Milano, 19 mar. (askanews) – Pur accogliendo con favore il taglio delle accise sui carburanti e la posizione del governo sugli Ets, Unionfood esprime “forte preoccupazione” per le ricadute della guerra in Iran sull’industria alimentare, paventando il rischio di “dover sospendere la produzione per l’impossibilità di reperire le materie prime necessarie”.
L’associazione, che rappresenta 530 aziende dell’industria alimentare italiana, in una nota plaude “al taglio delle accise sui carburanti disposto dal Governo per le prossime settimane ed esprime apprezzamento per il lavoro svolto in ambito Ue, finalizzato a riformare il sistema Ets (Emissions tading system), richiedendo alla Commissione Ue misure tese a correggere le distorsioni che il meccanismo genera nel nostro Paese, dove l’impatto sul prezzo dell’energia elettrica risulta amplificato rispetto ad altri Stati membri”.
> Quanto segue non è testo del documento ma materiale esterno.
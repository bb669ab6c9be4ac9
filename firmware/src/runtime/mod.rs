use cortex_m::interrupt;
use cortex_m::register::primask;
use critical_section::{self, RawRestoreState};
use defmt_rtt as _;
use embassy_executor::Spawner;
use embassy_stm32 as hal;
use embassy_stm32::bind_interrupts;
use embassy_stm32::exti::ExtiInput;
use embassy_stm32::flash::Flash;
use embassy_stm32::gpio::{Level, Output, Pull, Speed};
use embassy_stm32::usart::{self, BufferedUart};
use static_cell::StaticCell;

use node_core::command::{ModuleCatalog, NoopNetwork};
use node_core::supervisor::Supervisor;
use node_core::watchdog::WATCHDOG_TIMEOUT;

use crate::hw::flags::OtaFlagStore;
use crate::hw::rails::GpioRails;
use crate::hw::reset::read_reset_cause;
use crate::hw::watchdog::IwdgWatchdog;
use crate::journal::DefmtJournal;
use crate::modem::UartModem;
use crate::platform::FirmwarePlatform;
use crate::wake::WAKE_LATCH;

mod supervisor_task;
mod wake_task;

critical_section::set_impl!(InterruptCriticalSection);

struct InterruptCriticalSection;

unsafe impl critical_section::Impl for InterruptCriticalSection {
    unsafe fn acquire() -> RawRestoreState {
        let primask = primask::read();
        interrupt::disable();
        primask.is_active()
    }

    unsafe fn release(restore_state: RawRestoreState) {
        if restore_state {
            unsafe {
                interrupt::enable();
            }
        }
    }
}

bind_interrupts!(struct Irqs {
    USART1 => usart::BufferedInterruptHandler<hal::peripherals::USART1>;
});

const UART_BUFFER_SIZE: usize = 256;

static UART_TX_BUFFER: StaticCell<[u8; UART_BUFFER_SIZE]> = StaticCell::new();
static UART_RX_BUFFER: StaticCell<[u8; UART_BUFFER_SIZE]> = StaticCell::new();

pub type FirmwareSupervisor = Supervisor<
    'static,
    UartModem<BufferedUart<'static>>,
    GpioRails<'static>,
    NoopNetwork,
    OtaFlagStore,
    DefmtJournal,
    FirmwarePlatform,
    IwdgWatchdog<'static>,
>;

/// Modules bundled into this build, broadcast on the list-modules command.
fn installed_modules() -> ModuleCatalog {
    let mut catalog = ModuleCatalog::new();
    let _ = catalog.push("node-core", Some(env!("CARGO_PKG_VERSION")));
    let _ = catalog.push("modem-uart", Some(env!("CARGO_PKG_VERSION")));
    let _ = catalog.push("sensor-pack", None);
    catalog
}

#[embassy_executor::main]
pub async fn main(spawner: Spawner) {
    let config = hal::Config::default();
    let hal::Peripherals {
        PA0,
        PA8,
        PA10,
        PA15,
        PB5,
        PB6,
        PB7,
        PB8,
        EXTI0,
        IWDG,
        USART1,
        FLASH,
        ..
    } = hal::init(config);

    // Latched flags are read before any rail or peripheral is touched.
    let reset_cause = read_reset_cause();

    let rails = GpioRails::new(
        Output::new(PA8, Level::Low, Speed::Low),
        Output::new(PB5, Level::Low, Speed::Low),
        Output::new(PB8, Level::Low, Speed::Low),
        // Modem enable is active low; start disabled.
        Output::new(PA10, Level::High, Speed::Low),
        Output::new(PA15, Level::Low, Speed::Low),
    );

    let frame_sync = ExtiInput::new(PA0, EXTI0, Pull::Down);

    let mut uart_config = usart::Config::default();
    uart_config.baudrate = 9600;
    let uart = BufferedUart::new(
        USART1,
        Irqs,
        PB7,
        PB6,
        UART_TX_BUFFER.init([0; UART_BUFFER_SIZE]),
        UART_RX_BUFFER.init([0; UART_BUFFER_SIZE]),
        uart_config,
    )
    .expect("uart init");

    let mut supervisor = Supervisor::with_components(
        UartModem::new(uart),
        rails,
        NoopNetwork::new(),
        OtaFlagStore::new(Flash::new_blocking(FLASH)),
        DefmtJournal::new(),
        FirmwarePlatform::new(reset_cause),
        IwdgWatchdog::new(IWDG, WATCHDOG_TIMEOUT),
        &WAKE_LATCH,
    );
    supervisor.set_module_catalog(installed_modules());

    spawner
        .spawn(wake_task::run(frame_sync))
        .expect("failed to spawn wake capture task");
    spawner
        .spawn(supervisor_task::run(supervisor))
        .expect("failed to spawn supervisor task");

    core::future::pending::<()>().await;
}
Ciò nonostante permane “forte preoccupazione per gli effetti economici derivanti per il settore alimentare dal conflitto bellico in atto ed in particolare da una chiusura prolungata dello stretto di Hormuz – si legge in una nota diffusa al termine di una giornata in cui c’è stata una nuova fiammata dei prezzi di gas e petrolio – snodo commerciale strategico per il passaggio di numerose materie prime essenziali, che direttamente e indirettamente, risultano necessarie per le nostre produzioni”.